### Study material
☆ ☆ ☆ ☆ ☆
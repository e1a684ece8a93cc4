//! gambit - play chess against a heuristic computer opponent in the terminal.
//!
//! Reads one command per line from stdin and prints what the game driver
//! reports. Logs go to stderr and are filtered with `RUST_LOG`.

mod board;
mod input;

use anyhow::Context;
use clap::Parser;
use gambit_core::Side;
use gambit_rules::{Position, RulesOracle, StandardRules};
use gambit_session::{
    AiModel, DriverEvent, DriverHandle, GameConfig, GameDriver, GameSetup, MessageKind, SkillTier,
};
use input::Command;
use std::path::PathBuf;
use tokio::io::{AsyncBufReadExt, BufReader};
use tracing_subscriber::EnvFilter;

/// Play chess against the computer.
#[derive(Parser)]
#[command(name = "gambit")]
#[command(about = "Play chess against a heuristic computer opponent")]
struct Args {
    /// Side you play (white or black)
    #[arg(long, default_value = "white")]
    side: Side,

    /// Computer strength: novice, club or grandmaster
    #[arg(long, default_value = "club")]
    skill: SkillTier,

    /// Opponent label shown in chat
    #[arg(long, default_value = "default")]
    model: AiModel,

    /// UCI engine executable to consult before the built-in policy
    #[arg(long)]
    engine: Option<String>,

    /// Seed for reproducible games
    #[arg(long)]
    seed: Option<u64>,

    /// Configuration file (defaults to ./gambit.toml when present)
    #[arg(long)]
    config: Option<PathBuf>,
}

const HELP: &str = "\
Commands:
  e2e4, e7e8q      move in coordinate notation
  Nf3, O-O, exd5   move in algebraic notation
  moves <square>   legal destinations from a square
  hint             suggest a move
  pause            pause or resume
  board            show the board and FEN
  state            dump the session as JSON
  new              start over
  quit             leave
Anything else goes to the chat console.";

#[tokio::main]
async fn main() -> anyhow::Result<()> {
    tracing_subscriber::fmt()
        .with_env_filter(EnvFilter::from_default_env())
        .with_writer(std::io::stderr)
        .init();
    let args = Args::parse();

    let mut config = GameConfig::load(args.config.as_deref())?;
    if let Some(path) = args.engine {
        config.engine.enabled = true;
        config.engine.path = path;
    }
    if args.seed.is_some() {
        config.seed = args.seed;
    }
    let setup = GameSetup {
        player_side: args.side,
        tier: args.skill,
        model: args.model,
    };
    tracing::info!("Starting gambit: {:?}", setup);

    let (handle, mut events, driver) = GameDriver::spawn(&config);

    let printer = {
        let handle = handle.clone();
        tokio::spawn(async move {
            while let Some(event) = events.recv().await {
                print_event(&event, &handle, setup.player_side).await;
            }
        })
    };

    handle.start(setup).await?;
    println!("Type \"help\" for commands.");

    let mut lines = BufReader::new(tokio::io::stdin()).lines();
    while let Some(line) = lines.next_line().await? {
        match Command::parse(&line) {
            Command::Empty => {}
            Command::Quit => break,
            Command::Help => {
                println!("{}", HELP);
                handle.chat("help").await?;
            }
            Command::New => {
                handle.reset().await?;
                handle.start(setup).await?;
            }
            Command::Hint(text) => handle.chat(text).await?,
            Command::Pause => handle.toggle_pause().await?,
            Command::Board => {
                let snap = handle.snapshot().await?;
                println!("{}", board::render(&snap.fen, setup.player_side)?);
                println!("{}", snap.fen);
            }
            Command::State => {
                let snap = handle.snapshot().await?;
                println!("{}", serde_json::to_string_pretty(&snap)?);
            }
            Command::Moves(square) => {
                let squares = handle.destinations(square).await?;
                if squares.is_empty() {
                    println!("No legal moves from {}.", square);
                } else {
                    let list: Vec<String> = squares.iter().map(|s| s.to_string()).collect();
                    println!("{}: {}", square, list.join(" "));
                }
            }
            Command::Move {
                from,
                to,
                promotion,
            } => handle.play(from, to, promotion).await?,
            Command::San(san) => play_san(&handle, &san).await?,
            Command::Chat(text) => handle.chat(text).await?,
        }
    }

    handle.shutdown().await.ok();
    driver.await.context("game driver panicked")?;
    printer.await.context("event printer panicked")?;
    Ok(())
}

/// Resolves `san` against the current position and plays it.
async fn play_san(handle: &DriverHandle, san: &str) -> anyhow::Result<()> {
    let snap = handle.snapshot().await?;
    let position = Position::from_fen(&snap.fen)?;
    match StandardRules.find_san(&position, san) {
        Ok(mv) => handle.play(mv.from, mv.to, mv.promotion).await?,
        Err(e) => println!("! {}", e),
    }
    Ok(())
}

async fn print_event(event: &DriverEvent, handle: &DriverHandle, player: Side) {
    match event {
        DriverEvent::MoveApplied { mv, mover, .. } => {
            println!("{} played {}", mover, mv);
            if let Ok(snap) = handle.snapshot().await {
                if let Ok(board) = board::render(&snap.fen, player) {
                    println!("{}", board);
                }
                println!(
                    "White {} | Black {}",
                    format_clock(snap.clock.white),
                    format_clock(snap.clock.black)
                );
            }
        }
        DriverEvent::PhaseChanged(phase) => println!("[{}]", phase),
        DriverEvent::Reasoning { text, .. } => println!("  {}", text),
        DriverEvent::Chat(message) => match (message.kind, message.tag) {
            (MessageKind::User, _) => {}
            (MessageKind::System, _) => println!("* {}", message.content),
            (_, Some(tag)) => println!("{:?}: {}", tag, message.content),
            (_, None) => println!("{}", message.content),
        },
        DriverEvent::Rejected(err) => println!("! {}", err),
        DriverEvent::Reset => println!("Board reset."),
        DriverEvent::Clock { white, black } => {
            tracing::trace!(white, black, "clock");
        }
        DriverEvent::Started(_) | DriverEvent::Hint(_) => {}
    }
}

fn format_clock(seconds: u32) -> String {
    format!("{}:{:02}", seconds / 60, seconds % 60)
}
☆ ☆ ☆ ☆ ☆
### What is expected
What lines of the material above include "PathBuf"? Copy each one.

### Result for this exercise
use std::path::PathBuf;
    config: Option<PathBuf>,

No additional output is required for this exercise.